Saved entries
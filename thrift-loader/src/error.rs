use std::path::PathBuf;

use miette::{Diagnostic, NamedSource, SourceSpan};
use thiserror::Error;

use crate::Format;

/// Result type for loader operations (boxed to reduce size on stack)
pub type Result<T> = std::result::Result<T, Box<Error>>;

/// Source context for error reporting.
///
/// Encapsulates the document content and filename, reducing parameter
/// passing in error factory functions.
///
/// # Example
///
/// ```ignore
/// let ctx = SourceContext::new(content, "tutorial.json");
/// ctx.validation_error("program has no name");
/// ctx.unknown_type_error("Wrok", "field 'w' of Calculator.calculate", span);
/// ```
#[derive(Debug, Clone)]
pub struct SourceContext {
    src: String,
    filename: String,
}

impl SourceContext {
    pub fn new(src: impl Into<String>, filename: impl Into<String>) -> Self {
        Self {
            src: src.into(),
            filename: filename.into(),
        }
    }

    pub fn src(&self) -> &str {
        &self.src
    }

    pub fn filename(&self) -> &str {
        &self.filename
    }

    /// Create a NamedSource for miette error reporting.
    pub fn named_source(&self) -> NamedSource<String> {
        NamedSource::new(&self.filename, self.src.clone())
    }

    /// Create a parse error from a TOML error.
    pub fn toml_error(&self, source: toml::de::Error) -> Box<Error> {
        let span = source.span().map(SourceSpan::from);
        Box::new(Error::Parse {
            src: self.named_source(),
            span,
            format: Format::Toml,
            message: source.message().to_string(),
        })
    }

    /// Create a parse error from a JSON error.
    ///
    /// serde_json reports a 1-based line and column; the span points at
    /// that character.
    pub fn json_error(&self, source: serde_json::Error) -> Box<Error> {
        let span = offset_of(&self.src, source.line(), source.column())
            .map(|offset| SourceSpan::from((offset, 1)));
        Box::new(Error::Parse {
            src: self.named_source(),
            span,
            format: Format::Json,
            message: source.to_string(),
        })
    }

    /// Create a validation error without a span.
    pub fn validation_error(&self, message: impl Into<String>) -> Box<Error> {
        Box::new(Error::Validation {
            src: self.named_source(),
            span: None,
            message: message.into(),
        })
    }

    /// Create a validation error with an optional span.
    pub fn validation_error_at(
        &self,
        message: impl Into<String>,
        span: Option<SourceSpan>,
    ) -> Box<Error> {
        Box::new(Error::Validation {
            src: self.named_source(),
            span,
            message: message.into(),
        })
    }

    pub fn duplicate_field_key_error(
        &self,
        owner: impl Into<String>,
        key: i16,
        first: (&str, SourceSpan),
        second: (&str, SourceSpan),
    ) -> Box<Error> {
        Box::new(Error::DuplicateFieldKey {
            src: self.named_source(),
            first_span: first.1,
            second_span: second.1,
            key,
            owner: owner.into(),
            first_field: first.0.to_string(),
            second_field: second.0.to_string(),
        })
    }

    pub fn unknown_type_error(
        &self,
        name: impl Into<String>,
        context: impl Into<String>,
        span: Option<SourceSpan>,
    ) -> Box<Error> {
        Box::new(Error::UnknownType {
            src: self.named_source(),
            span,
            name: name.into(),
            context: context.into(),
        })
    }

    pub fn invalid_identifier_error(
        &self,
        name: impl Into<String>,
        context: impl Into<String>,
        reason: impl Into<String>,
        span: Option<SourceSpan>,
    ) -> Box<Error> {
        Box::new(Error::InvalidIdentifier {
            src: self.named_source(),
            span,
            name: name.into(),
            context: context.into(),
            reason: reason.into(),
        })
    }
}

/// Byte offset of a 1-based line/column position.
fn offset_of(src: &str, line: usize, column: usize) -> Option<usize> {
    if line == 0 {
        return None;
    }
    let line_start: usize = src
        .split_inclusive('\n')
        .take(line - 1)
        .map(str::len)
        .sum();
    let offset = line_start + column.saturating_sub(1);
    (offset < src.len()).then_some(offset)
}

#[derive(Debug, Error, Diagnostic)]
pub enum Error {
    #[error("failed to read '{path}'")]
    #[diagnostic(code(thriftgen::io))]
    Io {
        path: PathBuf,
        #[source]
        source: std::io::Error,
    },

    #[error("cannot tell the document format of '{path}'")]
    #[diagnostic(
        code(thriftgen::unknown_format),
        help("documents must have a .json or .toml extension")
    )]
    UnknownFormat { path: PathBuf },

    #[error("failed to parse {format} document: {message}")]
    #[diagnostic(code(thriftgen::parse_error))]
    Parse {
        #[source_code]
        src: NamedSource<String>,
        #[label("parse error here")]
        span: Option<SourceSpan>,
        format: Format,
        message: String,
    },

    #[error("include cycle: {chain}")]
    #[diagnostic(
        code(thriftgen::include_cycle),
        help("programs cannot include each other, directly or transitively")
    )]
    IncludeCycle { chain: String },

    #[error("field key {key} is used twice in '{owner}'")]
    #[diagnostic(
        code(thriftgen::duplicate_field_key),
        help("give '{second_field}' a key that is not used elsewhere in '{owner}'")
    )]
    DuplicateFieldKey {
        #[source_code]
        src: NamedSource<String>,
        #[label("first used here by '{first_field}'")]
        first_span: SourceSpan,
        #[label("conflicts with first usage")]
        second_span: SourceSpan,
        key: i16,
        owner: String,
        first_field: String,
        second_field: String,
    },

    #[error("unknown type '{name}' in {context}")]
    #[diagnostic(
        code(thriftgen::unknown_type),
        help("types from other documents must name their program and be listed in 'includes'")
    )]
    UnknownType {
        #[source_code]
        src: NamedSource<String>,
        #[label("not defined")]
        span: Option<SourceSpan>,
        name: String,
        context: String,
    },

    #[error("invalid {context} name '{name}'")]
    #[diagnostic(
        code(thriftgen::invalid_identifier),
        help("{reason}. Use only letters, numbers, and underscores, starting with a letter or underscore.")
    )]
    InvalidIdentifier {
        #[source_code]
        src: NamedSource<String>,
        #[label("invalid identifier")]
        span: Option<SourceSpan>,
        name: String,
        context: String,
        reason: String,
    },

    #[error("{message}")]
    #[diagnostic(code(thriftgen::validation_error))]
    Validation {
        #[source_code]
        src: NamedSource<String>,
        #[label("{message}")]
        span: Option<SourceSpan>,
        message: String,
    },
}

#[cfg(test)]
mod tests {
    use super::*;

    #[test]
    fn test_offset_of() {
        let src = "{\n  \"name\": 1\n}\n";
        assert_eq!(offset_of(src, 1, 1), Some(0));
        assert_eq!(offset_of(src, 2, 3), Some(4));
        assert_eq!(offset_of(src, 0, 1), None);
        assert_eq!(offset_of(src, 9, 1), None);
    }

    #[test]
    fn test_json_error_has_span() {
        let src = "{\n  \"name\": ,\n}";
        let err = serde_json::from_str::<serde_json::Value>(src).unwrap_err();
        let ctx = SourceContext::new(src, "bad.json");

        match *ctx.json_error(err) {
            Error::Parse { span, format, .. } => {
                assert!(span.is_some());
                assert_eq!(format, Format::Json);
            }
            other => panic!("expected parse error, got {:?}", other),
        }
    }
}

WHAT THE TASK REQUIRES: Transcribe the records above exactly, from the opening line down to and including the line with "size on stack)".

TASK SOLUTION:
filename thrift-loader/src/error.rs
use std::path::PathBuf;

use miette::{Diagnostic, NamedSource, SourceSpan};
use thiserror::Error;

use crate::Format;

/// Result type for loader operations (boxed to reduce size on stack)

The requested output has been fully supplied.